- **What to work on**
Please return all of the records that follow, exactly as written.

- **Provided data**
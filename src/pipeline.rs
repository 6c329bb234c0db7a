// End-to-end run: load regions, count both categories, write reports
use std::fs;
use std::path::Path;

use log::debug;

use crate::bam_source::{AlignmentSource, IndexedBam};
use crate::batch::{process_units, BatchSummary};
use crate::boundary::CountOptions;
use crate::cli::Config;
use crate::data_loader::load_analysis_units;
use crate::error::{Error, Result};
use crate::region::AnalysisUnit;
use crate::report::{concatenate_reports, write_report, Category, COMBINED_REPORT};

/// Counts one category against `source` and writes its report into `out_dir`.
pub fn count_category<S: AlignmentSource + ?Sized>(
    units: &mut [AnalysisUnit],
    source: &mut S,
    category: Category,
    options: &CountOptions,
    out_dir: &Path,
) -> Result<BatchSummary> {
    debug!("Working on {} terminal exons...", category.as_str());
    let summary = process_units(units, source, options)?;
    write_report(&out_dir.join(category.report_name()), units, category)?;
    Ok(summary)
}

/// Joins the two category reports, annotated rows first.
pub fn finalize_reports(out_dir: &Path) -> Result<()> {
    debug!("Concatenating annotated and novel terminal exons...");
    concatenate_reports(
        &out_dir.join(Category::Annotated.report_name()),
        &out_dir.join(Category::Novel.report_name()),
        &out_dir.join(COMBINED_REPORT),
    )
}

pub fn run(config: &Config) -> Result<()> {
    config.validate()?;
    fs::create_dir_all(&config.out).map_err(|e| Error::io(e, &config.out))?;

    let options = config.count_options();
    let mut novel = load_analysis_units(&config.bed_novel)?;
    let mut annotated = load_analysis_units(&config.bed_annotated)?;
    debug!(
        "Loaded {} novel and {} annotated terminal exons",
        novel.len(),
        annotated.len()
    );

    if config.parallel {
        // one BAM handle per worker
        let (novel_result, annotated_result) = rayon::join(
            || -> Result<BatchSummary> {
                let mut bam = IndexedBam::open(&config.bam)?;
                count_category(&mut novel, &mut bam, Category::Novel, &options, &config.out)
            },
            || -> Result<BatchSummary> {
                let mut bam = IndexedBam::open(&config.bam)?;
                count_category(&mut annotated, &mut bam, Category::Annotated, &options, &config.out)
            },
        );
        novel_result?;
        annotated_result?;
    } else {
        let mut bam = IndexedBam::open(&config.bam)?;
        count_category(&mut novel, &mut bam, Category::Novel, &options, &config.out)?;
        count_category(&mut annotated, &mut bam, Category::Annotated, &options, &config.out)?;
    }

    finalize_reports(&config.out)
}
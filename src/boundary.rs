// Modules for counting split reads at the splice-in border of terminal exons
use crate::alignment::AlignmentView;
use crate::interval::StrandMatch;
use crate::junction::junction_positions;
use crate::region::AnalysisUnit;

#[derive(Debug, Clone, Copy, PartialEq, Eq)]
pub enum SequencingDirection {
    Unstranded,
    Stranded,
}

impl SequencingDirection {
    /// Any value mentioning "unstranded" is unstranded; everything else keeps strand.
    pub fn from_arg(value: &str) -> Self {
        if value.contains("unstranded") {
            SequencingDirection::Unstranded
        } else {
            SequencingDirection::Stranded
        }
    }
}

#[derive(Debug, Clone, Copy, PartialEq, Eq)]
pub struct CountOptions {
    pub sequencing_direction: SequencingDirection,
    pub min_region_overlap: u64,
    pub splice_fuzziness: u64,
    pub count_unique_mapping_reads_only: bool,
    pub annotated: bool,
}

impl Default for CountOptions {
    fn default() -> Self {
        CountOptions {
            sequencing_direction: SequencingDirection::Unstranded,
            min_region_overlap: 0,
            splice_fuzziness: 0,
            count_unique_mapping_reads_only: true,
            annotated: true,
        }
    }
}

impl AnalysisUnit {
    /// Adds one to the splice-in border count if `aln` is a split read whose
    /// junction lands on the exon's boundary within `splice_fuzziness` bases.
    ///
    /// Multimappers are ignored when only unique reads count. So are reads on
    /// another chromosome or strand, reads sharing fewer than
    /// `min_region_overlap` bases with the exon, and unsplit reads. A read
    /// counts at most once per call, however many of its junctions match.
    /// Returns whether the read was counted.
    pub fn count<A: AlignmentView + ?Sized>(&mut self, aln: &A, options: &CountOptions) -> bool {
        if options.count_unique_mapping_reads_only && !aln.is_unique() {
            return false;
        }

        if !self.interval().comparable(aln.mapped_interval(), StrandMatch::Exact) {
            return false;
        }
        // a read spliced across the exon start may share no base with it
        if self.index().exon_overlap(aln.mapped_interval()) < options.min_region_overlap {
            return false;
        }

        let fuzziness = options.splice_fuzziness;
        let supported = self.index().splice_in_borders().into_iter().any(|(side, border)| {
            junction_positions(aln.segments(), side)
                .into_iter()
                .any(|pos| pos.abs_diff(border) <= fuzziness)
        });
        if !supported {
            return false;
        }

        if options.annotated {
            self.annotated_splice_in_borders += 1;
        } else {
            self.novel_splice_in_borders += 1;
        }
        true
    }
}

- **Final answer**
filename src/pipeline.rs
repository 6c329bb234c0db7a
// End-to-end run: load regions, count both categories, write reports
use std::fs;
use std::path::Path;

use log::debug;

use crate::bam_source::{AlignmentSource, IndexedBam};
use crate::batch::{process_units, BatchSummary};
use crate::boundary::CountOptions;
use crate::cli::Config;
use crate::data_loader::load_analysis_units;
use crate::error::{Error, Result};
use crate::region::AnalysisUnit;
use crate::report::{concatenate_reports, write_report, Category, COMBINED_REPORT};

/// Counts one category against `source` and writes its report into `out_dir`.
pub fn count_category<S: AlignmentSource + ?Sized>(
    units: &mut [AnalysisUnit],
    source: &mut S,
    category: Category,
    options: &CountOptions,
    out_dir: &Path,
) -> Result<BatchSummary> {
    debug!("Working on {} terminal exons...", category.as_str());
    let summary = process_units(units, source, options)?;
    write_report(&out_dir.join(category.report_name()), units, category)?;
    Ok(summary)
}

/// Joins the two category reports, annotated rows first.
pub fn finalize_reports(out_dir: &Path) -> Result<()> {
    debug!("Concatenating annotated and novel terminal exons...");
    concatenate_reports(
        &out_dir.join(Category::Annotated.report_name()),
        &out_dir.join(Category::Novel.report_name()),
        &out_dir.join(COMBINED_REPORT),
    )
}

pub fn run(config: &Config) -> Result<()> {
    config.validate()?;
    fs::create_dir_all(&config.out).map_err(|e| Error::io(e, &config.out))?;

    let options = config.count_options();
    let mut novel = load_analysis_units(&config.bed_novel)?;
    let mut annotated = load_analysis_units(&config.bed_annotated)?;
    debug!(
        "Loaded {} novel and {} annotated terminal exons",
        novel.len(),
        annotated.len()
    );

    if config.parallel {
        // one BAM handle per worker
        let (novel_result, annotated_result) = rayon::join(
            || -> Result<BatchSummary> {
                let mut bam = IndexedBam::open(&config.bam)?;
                count_category(&mut novel, &mut bam, Category::Novel, &options, &config.out)
            },
            || -> Result<BatchSummary> {
                let mut bam = IndexedBam::open(&config.bam)?;
                count_category(&mut annotated, &mut bam, Category::Annotated, &options, &config.out)
            },
        );
        novel_result?;
        annotated_result?;
    } else {
        let mut bam = IndexedBam::open(&config.bam)?;
        count_category(&mut novel, &mut bam, Category::Novel, &options, &config.out)?;
        count_category(&mut annotated, &mut bam, Category::Annotated, &options, &config.out)?;
    }

    finalize_reports(&config.out)
}
filename src/boundary.rs
// Modules for counting split reads at the splice-in border of terminal exons
use crate::alignment::AlignmentView;
use crate::interval::StrandMatch;
use crate::junction::junction_positions;
use crate::region::AnalysisUnit;

#[derive(Debug, Clone, Copy, PartialEq, Eq)]
pub enum SequencingDirection {
    Unstranded,
    Stranded,
}

impl SequencingDirection {
    /// Any value mentioning "unstranded" is unstranded; everything else keeps strand.
    pub fn from_arg(value: &str) -> Self {
        if value.contains("unstranded") {
            SequencingDirection::Unstranded
        } else {
            SequencingDirection::Stranded
        }
    }
}

#[derive(Debug, Clone, Copy, PartialEq, Eq)]
pub struct CountOptions {
    pub sequencing_direction: SequencingDirection,
    pub min_region_overlap: u64,
    pub splice_fuzziness: u64,
    pub count_unique_mapping_reads_only: bool,
    pub annotated: bool,
}

impl Default for CountOptions {
    fn default() -> Self {
        CountOptions {
            sequencing_direction: SequencingDirection::Unstranded,
            min_region_overlap: 0,
            splice_fuzziness: 0,
            count_unique_mapping_reads_only: true,
            annotated: true,
        }
    }
}

impl AnalysisUnit {
    /// Adds one to the splice-in border count if `aln` is a split read whose
    /// junction lands on the exon's boundary within `splice_fuzziness` bases.
    ///
    /// Multimappers are ignored when only unique reads count. So are reads on
    /// another chromosome or strand, reads sharing fewer than
    /// `min_region_overlap` bases with the exon, and unsplit reads. A read
    /// counts at most once per call, however many of its junctions match.
    /// Returns whether the read was counted.
    pub fn count<A: AlignmentView + ?Sized>(&mut self, aln: &A, options: &CountOptions) -> bool {
        if options.count_unique_mapping_reads_only && !aln.is_unique() {
            return false;
        }

        if !self.interval().comparable(aln.mapped_interval(), StrandMatch::Exact) {
            return false;
        }
        // a read spliced across the exon start may share no base with it
        if self.index().exon_overlap(aln.mapped_interval()) < options.min_region_overlap {
            return false;
        }

        let fuzziness = options.splice_fuzziness;
        let supported = self.index().splice_in_borders().into_iter().any(|(side, border)| {
            junction_positions(aln.segments(), side)
                .into_iter()
                .any(|pos| pos.abs_diff(border) <= fuzziness)
        });
        if !supported {
            return false;
        }

        if options.annotated {
            self.annotated_splice_in_borders += 1;
        } else {
            self.novel_splice_in_borders += 1;
        }
        true
    }
}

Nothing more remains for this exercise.